* Excerpts from a dataset
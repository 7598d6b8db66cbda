//! Messaging core: contacts, conversations, read state, live delivery
//! and composing, generic over the store and the realtime channel.

mod badge;
pub mod composer;
pub mod console;
pub mod contacts;
pub mod conversation;
mod error;
pub mod live;
pub mod read_state;
pub mod session;

pub use badge::UnreadBadge;
pub use composer::Composer;
pub use contacts::load_contacts;
pub use conversation::load_conversation;
pub use error::InboxError;
pub use live::{RealtimeChannel, Subscription};
pub use read_state::{ReadStateSync, SettlePolicy};
pub use session::InboxSession;
//! Authentication module for the marketplace backend
//!
//! Email/password sessions against the hosted auth service, token
//! persistence, and the in-process identity context.

pub mod gotrue;
pub mod identity;
pub mod tokens;

pub use gotrue::{login, logout, signup, status};
pub use identity::IdentityContext;
pub use tokens::{StoredToken, TokenStore};
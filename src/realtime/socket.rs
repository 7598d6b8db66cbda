//! Realtime WebSocket connection and frame handling

use anyhow::{Context, Result};
use futures::{SinkExt, StreamExt};
use tokio_tungstenite::{connect_async, tungstenite::Message as WsMessage};

use super::protocol::Frame;

type WsStream =
    tokio_tungstenite::WebSocketStream<tokio_tungstenite::MaybeTlsStream<tokio::net::TcpStream>>;

pub struct RealtimeSocket {
    stream: WsStream,
    next_ref: u64,
}

impl RealtimeSocket {
    /// Connect to the realtime endpoint.
    ///
    /// The project key rides in the URL; the user's token is sent later in
    /// the channel join payload.
    pub async fn connect(ws_url: &str) -> Result<Self> {
        tracing::info!("Connecting realtime socket");
        tracing::debug!("Realtime URL: {}", ws_url);

        let (stream, response) = connect_async(ws_url)
            .await
            .context("WebSocket connection failed")?;

        tracing::info!("Realtime socket connected (status={})", response.status());

        Ok(Self { stream, next_ref: 0 })
    }

    /// Allocate the next message reference.
    pub fn make_ref(&mut self) -> String {
        self.next_ref += 1;
        self.next_ref.to_string()
    }

    pub async fn send_frame(&mut self, frame: &Frame) -> Result<()> {
        let text = serde_json::to_string(frame).context("Failed to encode frame")?;
        tracing::debug!("WS send: {}", text);
        self.stream
            .send(WsMessage::Text(text))
            .await
            .context("Failed to send WebSocket message")
    }

    /// Receive the next channel frame, answering pings and skipping
    /// anything that is not a JSON frame.
    pub async fn recv_frame(&mut self) -> Result<Option<Frame>> {
        loop {
            match self.stream.next().await {
                Some(Ok(WsMessage::Text(text))) => {
                    tracing::debug!("WS recv: {}", text);
                    match serde_json::from_str::<Frame>(&text) {
                        Ok(frame) => return Ok(Some(frame)),
                        Err(e) => tracing::warn!("Unparseable realtime frame: {}", e),
                    }
                }
                Some(Ok(WsMessage::Ping(data))) => {
                    self.stream
                        .send(WsMessage::Pong(data))
                        .await
                        .context("Failed to send pong")?;
                }
                Some(Ok(WsMessage::Close(frame))) => {
                    tracing::info!("WebSocket closed: {:?}", frame);
                    return Ok(None);
                }
                Some(Ok(other)) => {
                    tracing::debug!("WS frame (ignored): {:?}", other);
                }
                Some(Err(e)) => {
                    return Err(e).context("WebSocket receive error");
                }
                None => {
                    return Ok(None);
                }
            }
        }
    }

    pub async fn close(mut self) {
        if let Err(e) = self.stream.close(None).await {
            tracing::debug!("WebSocket close failed: {}", e);
        }
    }
}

* Problem details
Output the records in full, keeping them exactly as they are.

* Output for this task
repository 7598d6b8db66cbda
//! Messaging core: contacts, conversations, read state, live delivery
//! and composing, generic over the store and the realtime channel.

mod badge;
pub mod composer;
pub mod console;
pub mod contacts;
pub mod conversation;
mod error;
pub mod live;
pub mod read_state;
pub mod session;

pub use badge::UnreadBadge;
pub use composer::Composer;
pub use contacts::load_contacts;
pub use conversation::load_conversation;
pub use error::InboxError;
pub use live::{RealtimeChannel, Subscription};
pub use read_state::{ReadStateSync, SettlePolicy};
pub use session::InboxSession;
//! Authentication module for the marketplace backend
//!
//! Email/password sessions against the hosted auth service, token
//! persistence, and the in-process identity context.

pub mod gotrue;
pub mod identity;
pub mod tokens;

pub use gotrue::{login, logout, signup, status};
pub use identity::IdentityContext;
pub use tokens::{StoredToken, TokenStore};
filename src/realtime/socket.rs
repository 7598d6b8db66cbda
//! Realtime WebSocket connection and frame handling

use anyhow::{Context, Result};
use futures::{SinkExt, StreamExt};
use tokio_tungstenite::{connect_async, tungstenite::Message as WsMessage};

use super::protocol::Frame;

type WsStream =
    tokio_tungstenite::WebSocketStream<tokio_tungstenite::MaybeTlsStream<tokio::net::TcpStream>>;

pub struct RealtimeSocket {
    stream: WsStream,
    next_ref: u64,
}

impl RealtimeSocket {
    /// Connect to the realtime endpoint.
    ///
    /// The project key rides in the URL; the user's token is sent later in
    /// the channel join payload.
    pub async fn connect(ws_url: &str) -> Result<Self> {
        tracing::info!("Connecting realtime socket");
        tracing::debug!("Realtime URL: {}", ws_url);

        let (stream, response) = connect_async(ws_url)
            .await
            .context("WebSocket connection failed")?;

        tracing::info!("Realtime socket connected (status={})", response.status());

        Ok(Self { stream, next_ref: 0 })
    }

    /// Allocate the next message reference.
    pub fn make_ref(&mut self) -> String {
        self.next_ref += 1;
        self.next_ref.to_string()
    }

    pub async fn send_frame(&mut self, frame: &Frame) -> Result<()> {
        let text = serde_json::to_string(frame).context("Failed to encode frame")?;
        tracing::debug!("WS send: {}", text);
        self.stream
            .send(WsMessage::Text(text))
            .await
            .context("Failed to send WebSocket message")
    }

    /// Receive the next channel frame, answering pings and skipping
    /// anything that is not a JSON frame.
    pub async fn recv_frame(&mut self) -> Result<Option<Frame>> {
        loop {
            match self.stream.next().await {
                Some(Ok(WsMessage::Text(text))) => {
                    tracing::debug!("WS recv: {}", text);
                    match serde_json::from_str::<Frame>(&text) {
                        Ok(frame) => return Ok(Some(frame)),
                        Err(e) => tracing::warn!("Unparseable realtime frame: {}", e),
                    }
                }
                Some(Ok(WsMessage::Ping(data))) => {
                    self.stream
                        .send(WsMessage::Pong(data))
                        .await
                        .context("Failed to send pong")?;
                }
                Some(Ok(WsMessage::Close(frame))) => {
                    tracing::info!("WebSocket closed: {:?}", frame);
                    return Ok(None);
                }
                Some(Ok(other)) => {
                    tracing::debug!("WS frame (ignored): {:?}", other);
                }
                Some(Err(e)) => {
                    return Err(e).context("WebSocket receive error");
                }
                None => {
                    return Ok(None);
                }
            }
        }
    }

    pub async fn close(mut self) {
        if let Err(e) = self.stream.close(None).await {
            tracing::debug!("WebSocket close failed: {}", e);
        }
    }
}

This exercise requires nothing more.